Con i nostri ragazzi e con tutti gli appassionati che ci seguono abbiamo individuato diverse zone di Lauria dove poter installare un canestro e iniziare a giocare, ma confidiamo anche nell’aiuto del Comune che attraverso l’ufficio tecnico ci potrà senz’altro indicare delle zone più consone alla costruzione di una struttura definitiva e anche la possibilità di aprire un dialogo con altre istituzioni eventualmente già dotate di una struttura di gioco anche se da rimettere in sesto. Non riteniamo peregrina l’idea di individuare, anche qui insieme all’ente comunale, capannoni al momento liberi nell’area Cerse dello speziale da rilevare e adibire a campo di gioco. Vi sono infatti alcune strutture al momento non utilizzate che si presterebbero allo scopo con pochi interventi. Il punto è trovare uno spazio su suolo pubblico comunale o di proprietà di un privato collaborativo e sensibile per poter realizzare un campo, che può essere uno spazio polifunzionale come succede in America”.

Fate appello anche alla tradizione del basket a Lauria

“Sin dagli anni 80 abbiamo avuto segnali che il basket a Lauria stava prendendo piede ma è negli anni 2000 che le cose si sono concretizzate con la creazione di una società che ha poi disputato un campionato dilettantistico. Dopo gli anni 2000, sciolta la società per mancanza di fondi, abbiamo trovato sistemazioni di fortuna e qui voglio ringraziare chi ci ha ospitato per qualche anno, la scuola media Lentini e l’Isis Miraglia. Molti ragazzi (in estate si arriva anche a 70 giocatori) chiedono insistentemente una struttura definitiva per poter continuare la tradizione del basket lauriota”
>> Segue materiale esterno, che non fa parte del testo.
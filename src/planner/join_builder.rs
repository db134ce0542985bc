//! Join resolution against the schema registry.
//!
//! Every related entity a report touches must be one foreign key away from
//! the base entity. Joins are emitted once per related entity, in the order
//! the entities are first referenced, and always as LEFT joins so base rows
//! without a match are kept.

use crate::model::ColumnRef;
use crate::planner::plan::{JoinStep, JoinType, TableColumn};
use crate::planner::{JoinError, JoinResult};
use crate::schema::{Relationship, SchemaRegistry};

pub struct JoinBuilder<'a> {
    registry: &'a SchemaRegistry,
}

impl<'a> JoinBuilder<'a> {
    pub fn new(registry: &'a SchemaRegistry) -> Self {
        Self { registry }
    }

    /// Build the join list needed to satisfy `references` from `base`.
    ///
    /// References to the base entity itself, qualified or not, need no join.
    pub fn build_joins<'r, I>(&self, base: &str, references: I) -> JoinResult<Vec<JoinStep>>
    where
        I: IntoIterator<Item = &'r ColumnRef>,
    {
        self.registry.get_entity(base)?;

        let mut joins: Vec<JoinStep> = Vec::new();
        for reference in references {
            let related = match reference.related_entity() {
                Some(entity) if entity != base => entity,
                _ => continue,
            };

            if joins.iter().any(|j| j.entity == related) {
                continue;
            }

            let relationship = self.direct_relationship(base, related)?;
            joins.push(JoinStep {
                entity: related.to_string(),
                alias: related.to_string(),
                join_type: JoinType::Left,
                left: TableColumn::new(base, &relationship.source_column),
                right: TableColumn::new(related, &relationship.target_column),
                relationship: relationship.clone(),
            });
        }

        Ok(joins)
    }

    /// The first declared relationship from `base` to `related`.
    fn direct_relationship(&self, base: &str, related: &str) -> JoinResult<&'a Relationship> {
        // Unknown entities are a schema problem, not a join problem.
        self.registry.get_entity(related)?;

        self.registry
            .relationships_from(base)?
            .iter()
            .find(|r| r.target_entity == related)
            .ok_or_else(|| JoinError::NoDirectRelationship {
                base: base.to_string(),
                related: related.to_string(),
                route: self.registry.find_route(base, related),
            })
    }
}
Quindi la “palla a spicchi” ha molto da raccontare anche qui a Lauria

“Di storie ce ne sarebbero mille e non voglio tediare i lettori, ma gli aneddoti che si possono raccontare intorno al basket di questo paese sono innumerevoli. Il filo conduttore delle nostre giornate passare a fare canestri sono storie di amicizia, battute, risate e tanta inclusione. Persone che vengono da altri paesi sono stati i nostri compagni di gioco e con queste persone si sono creati legami che durano da oltre 20 anni. Gli ormai 50enni che giocano con i 20enni, credo sia questa una delle foto più belle che potete vedere nell’ album dei nostri ricordi. Grazie a Gaetano Petraglia, figlio d’arte, si è creata una pagina instagram proprio per portare a conoscenza la storia e la tradizione di questo meraviglioso sport a Lauria. Si chiama Lauria_Basketball e vi invito a seguirla”

A questo punto che risposte vi aspettate dal Comune di Lauria?

“Confidiamo in una risposta positiva delle nostre istituzioni sempre attente alle tematiche dello sport e dell’inclusione. Siamo a disposizione per incontri e confronti che possano portare finalmente ad un esito favorevole di questo percorso che dura da circa 30 anni”.